### EXERCISE DIRECTIONS
Among the lines below, return each one that contains the word "usize".

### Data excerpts
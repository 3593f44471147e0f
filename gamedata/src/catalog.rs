use std::{
    collections::{HashMap, HashSet},
    sync::Arc,
};

use models::v1::{
    CardDefinition, CombatRoom, CombatRoomRecord, EnemyTemplate, Rarity, SpecialRoom,
};

/// Immutable reference data, built once at startup.
#[derive(Debug, Clone)]
pub struct Catalog {
    pub cards: Vec<Arc<CardDefinition>>,
    pub starting_cards: Vec<Arc<CardDefinition>>,
    pub enemies: Vec<Arc<EnemyTemplate>>,
    pub bands: Vec<Vec<Arc<CombatRoom>>>,
    pub boss_rooms: Vec<Arc<CombatRoom>>,
    pub special_rooms: Vec<Arc<SpecialRoom>>,
}

impl Catalog {
    pub fn builder() -> CatalogBuilder {
        CatalogBuilder::default()
    }

    /// The room after the deepest difficulty band holds the boss.
    pub fn boss_room_index(&self) -> u32 {
        self.bands.len() as u32
    }

    pub fn band(&self, index: usize) -> &[Arc<CombatRoom>] {
        self.bands.get(index).map(Vec::as_slice).unwrap_or(&[])
    }

    pub fn cards_of_rarity(&self, rarity: Rarity) -> Vec<&Arc<CardDefinition>> {
        self.cards.iter().filter(|c| c.rarity == rarity).collect()
    }

    pub fn special_rooms_of_rarity(&self, rarity: Rarity) -> Vec<&Arc<SpecialRoom>> {
        self.special_rooms
            .iter()
            .filter(|r| r.rarity == rarity)
            .collect()
    }

    pub fn enemy(&self, name: &str) -> Option<&Arc<EnemyTemplate>> {
        self.enemies.iter().find(|e| e.name == name)
    }

    pub fn card(&self, name: &str) -> Option<&Arc<CardDefinition>> {
        self.cards
            .iter()
            .chain(self.starting_cards.iter())
            .find(|c| c.name == name)
    }
}

impl std::fmt::Display for Catalog {
    fn fmt(&self, f: &mut std::fmt::Formatter<'_>) -> std::fmt::Result {
        write!(
            f,
            "Catalog({} cards, {} starting, {} enemies, {} bands, {} boss rooms, {} special rooms)",
            self.cards.len(),
            self.starting_cards.len(),
            self.enemies.len(),
            self.bands.len(),
            self.boss_rooms.len(),
            self.special_rooms.len(),
        )
    }
}

/// Collects raw records and validates them into a [`Catalog`].
#[derive(Debug, Clone, Default)]
pub struct CatalogBuilder {
    cards: Vec<CardDefinition>,
    starting_cards: Vec<CardDefinition>,
    enemies: Vec<EnemyTemplate>,
    combat_rooms: Vec<CombatRoomRecord>,
    boss_rooms: Vec<CombatRoomRecord>,
    special_rooms: Vec<SpecialRoom>,
}

impl CatalogBuilder {
    pub fn card(mut self, card: CardDefinition) -> Self {
        self.cards.push(card);
        self
    }

    pub fn cards(mut self, cards: impl IntoIterator<Item = CardDefinition>) -> Self {
        self.cards.extend(cards);
        self
    }

    pub fn starting_cards(mut self, cards: impl IntoIterator<Item = CardDefinition>) -> Self {
        self.starting_cards.extend(cards);
        self
    }

    pub fn enemy(mut self, enemy: EnemyTemplate) -> Self {
        self.enemies.push(enemy);
        self
    }

    pub fn combat_room(mut self, room: CombatRoomRecord) -> Self {
        self.combat_rooms.push(room);
        self
    }

    pub fn boss_room(mut self, room: CombatRoomRecord) -> Self {
        self.boss_rooms.push(room);
        self
    }

    pub fn special_room(mut self, room: SpecialRoom) -> Self {
        self.special_rooms.push(room);
        self
    }

    pub fn build(self) -> anyhow::Result<Catalog> {
        if self.cards.is_empty() {
            anyhow::bail!("no reward cards defined");
        }
        if self.starting_cards.is_empty() {
            anyhow::bail!("no starting cards defined");
        }

        let mut seen_cards: HashSet<&str> = HashSet::new();
        for card in &self.cards {
            if !seen_cards.insert(card.name.as_str()) {
                anyhow::bail!("card {:?} is defined twice", card.name);
            }
        }

        let mut enemies: HashMap<String, Arc<EnemyTemplate>> = HashMap::new();
        let mut enemy_order: Vec<Arc<EnemyTemplate>> = Vec::with_capacity(self.enemies.len());
        for enemy in self.enemies {
            enemy.validate()?;
            let enemy = Arc::new(enemy);
            if enemies
                .insert(enemy.name.clone(), Arc::clone(&enemy))
                .is_some()
            {
                anyhow::bail!("enemy {:?} is defined twice", enemy.name);
            }
            enemy_order.push(enemy);
        }

        let resolve = |record: &CombatRoomRecord| -> anyhow::Result<Arc<CombatRoom>> {
            if record.enemies.is_empty() {
                anyhow::bail!("combat room {:?} spawns no enemies", record.name);
            }
            let spawns = record
                .enemies
                .iter()
                .map(|name| {
                    enemies.get(name).cloned().ok_or(anyhow::anyhow!(
                        "combat room {:?} references unknown enemy {name:?}",
                        record.name
                    ))
                })
                .collect::<anyhow::Result<Vec<Arc<EnemyTemplate>>>>()?;
            Ok(Arc::new(CombatRoom {
                name: record.name.clone(),
                background: record.background.clone(),
                enemies: spawns,
            }))
        };

        if self.combat_rooms.is_empty() {
            anyhow::bail!("no combat rooms defined");
        }
        let mut bands: Vec<Vec<Arc<CombatRoom>>> = Vec::new();
        for record in &self.combat_rooms {
            let levels = record.encountered_at_levels.as_ref().ok_or(anyhow::anyhow!(
                "combat room {:?} has no encountered_at_levels",
                record.name
            ))?;
            let room = resolve(record)?;
            for band in levels.bands() {
                while band >= bands.len() {
                    bands.push(Vec::new());
                }
                bands[band].push(Arc::clone(&room));
            }
        }
        if let Some(empty) = bands.iter().position(Vec::is_empty) {
            anyhow::bail!(
                "no combat rooms found for level {} (band {empty})",
                empty + 1
            );
        }

        if self.boss_rooms.is_empty() {
            anyhow::bail!("no boss rooms defined");
        }
        let boss_rooms = self
            .boss_rooms
            .iter()
            .map(resolve)
            .collect::<anyhow::Result<Vec<_>>>()?;

        for room in &self.special_rooms {
            if room.actions.is_empty() {
                anyhow::bail!("special room {:?} offers no actions", room.name);
            }
        }

        let finish = |mut card: CardDefinition| {
            card.ensure_description();
            Arc::new(card)
        };

        Ok(Catalog {
            cards: self.cards.into_iter().map(finish).collect(),
            starting_cards: self.starting_cards.into_iter().map(finish).collect(),
            enemies: enemy_order,
            bands,
            boss_rooms,
            special_rooms: self.special_rooms.into_iter().map(Arc::new).collect(),
        })
    }
}
use std::{collections::HashSet, sync::Arc};

use gamedata::Catalog;
use models::v1::{CardDefinition, CombatRoom, RoomDefinition};

use crate::{DungeonRng, EnemyId, EnemyInstance, RunConfig};

/// Room, enemy and reward selection. Every draw comes from the room's
/// [`DungeonRng`], so a seed replays the same dungeon.
#[derive(Clone, Copy, Debug)]
pub struct DungeonGenerator<'a> {
    catalog: &'a Catalog,
    config: &'a RunConfig,
}

impl<'a> DungeonGenerator<'a> {
    pub fn new(catalog: &'a Catalog, config: &'a RunConfig) -> Self {
        Self { catalog, config }
    }

    pub fn is_boss_room(&self, room_index: u32) -> bool {
        room_index == self.catalog.boss_room_index()
    }

    pub fn select_room(
        &self,
        room_index: u32,
        rng: &mut DungeonRng,
    ) -> anyhow::Result<RoomDefinition> {
        let boss_index = self.catalog.boss_room_index();
        if room_index > boss_index {
            anyhow::bail!("room {room_index} lies past the boss room {boss_index}");
        }
        if room_index == boss_index {
            let room = rng
                .pick(&self.catalog.boss_rooms)
                .ok_or(anyhow::anyhow!("no boss rooms to pick from"))?;
            return Ok(RoomDefinition::Combat(Arc::clone(room)));
        }
        if room_index == 0 {
            return self.band_room(0, rng);
        }

        if room_index > 1
            && !self.catalog.special_rooms.is_empty()
            && rng.chance(self.config.special_room_chance)
        {
            let rarity = rng.rarity(&self.config.rarity_weights);
            let candidates = self.catalog.special_rooms_of_rarity(rarity);
            match rng.pick(&candidates) {
                Some(room) => return Ok(RoomDefinition::Special(Arc::clone(room))),
                None => tracing::warn!(
                    %rarity,
                    room_index,
                    "no special rooms of this rarity, falling back to a combat room"
                ),
            }
        }

        let last_band = self.catalog.bands.len().saturating_sub(1) as u32;
        let low = room_index.min(last_band);
        let high = (room_index + 2).min(last_band);
        let band = rng.range_inclusive(low, high);
        self.band_room(band as usize, rng)
    }

    fn band_room(&self, band: usize, rng: &mut DungeonRng) -> anyhow::Result<RoomDefinition> {
        let room = rng
            .pick(self.catalog.band(band))
            .ok_or(anyhow::anyhow!("difficulty band {band} has no rooms"))?;
        Ok(RoomDefinition::Combat(Arc::clone(room)))
    }

    /// Rolls each enemy's max health once, inclusive of both ends.
    pub fn spawn_enemies(&self, room: &CombatRoom, rng: &mut DungeonRng) -> Vec<EnemyInstance> {
        room.enemies
            .iter()
            .enumerate()
            .map(|(slot, template)| {
                let health = rng.range_inclusive(template.max_health_min, template.max_health_max);
                EnemyInstance::new(EnemyId(slot), Arc::clone(template), health)
            })
            .collect()
    }

    /// Draws `count` distinct reward cards, rarity first, then uniformly within
    /// the tier. Asking for more distinct cards than exist, or blowing the retry
    /// ceiling, is a content error.
    pub fn generate_reward_cards(
        &self,
        count: usize,
        rng: &mut DungeonRng,
    ) -> anyhow::Result<Vec<Arc<CardDefinition>>> {
        let distinct: HashSet<&str> = self.catalog.cards.iter().map(|c| c.name.as_str()).collect();
        if distinct.len() < count {
            anyhow::bail!(
                "cannot offer {count} distinct reward cards, only {} exist",
                distinct.len()
            );
        }

        let mut chosen: Vec<Arc<CardDefinition>> = Vec::with_capacity(count);
        let mut attempts = 0;
        while chosen.len() < count {
            attempts += 1;
            if attempts > self.config.reward_retry_limit {
                anyhow::bail!(
                    "gave up drawing {count} distinct reward cards after {} attempts",
                    self.config.reward_retry_limit
                );
            }
            let rarity = rng.rarity(&self.config.rarity_weights);
            let pool = self.catalog.cards_of_rarity(rarity);
            let Some(card) = rng.pick(&pool) else {
                continue;
            };
            if chosen.iter().any(|c| c.name == card.name) {
                continue;
            }
            chosen.push(Arc::clone(card));
        }
        Ok(chosen)
    }
}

### WRITTEN REPLY
    pub fn band(&self, index: usize) -> &[Arc<CombatRoom>] {
        self.band_room(band as usize, rng)
    fn band_room(&self, band: usize, rng: &mut DungeonRng) -> anyhow::Result<RoomDefinition> {
        count: usize,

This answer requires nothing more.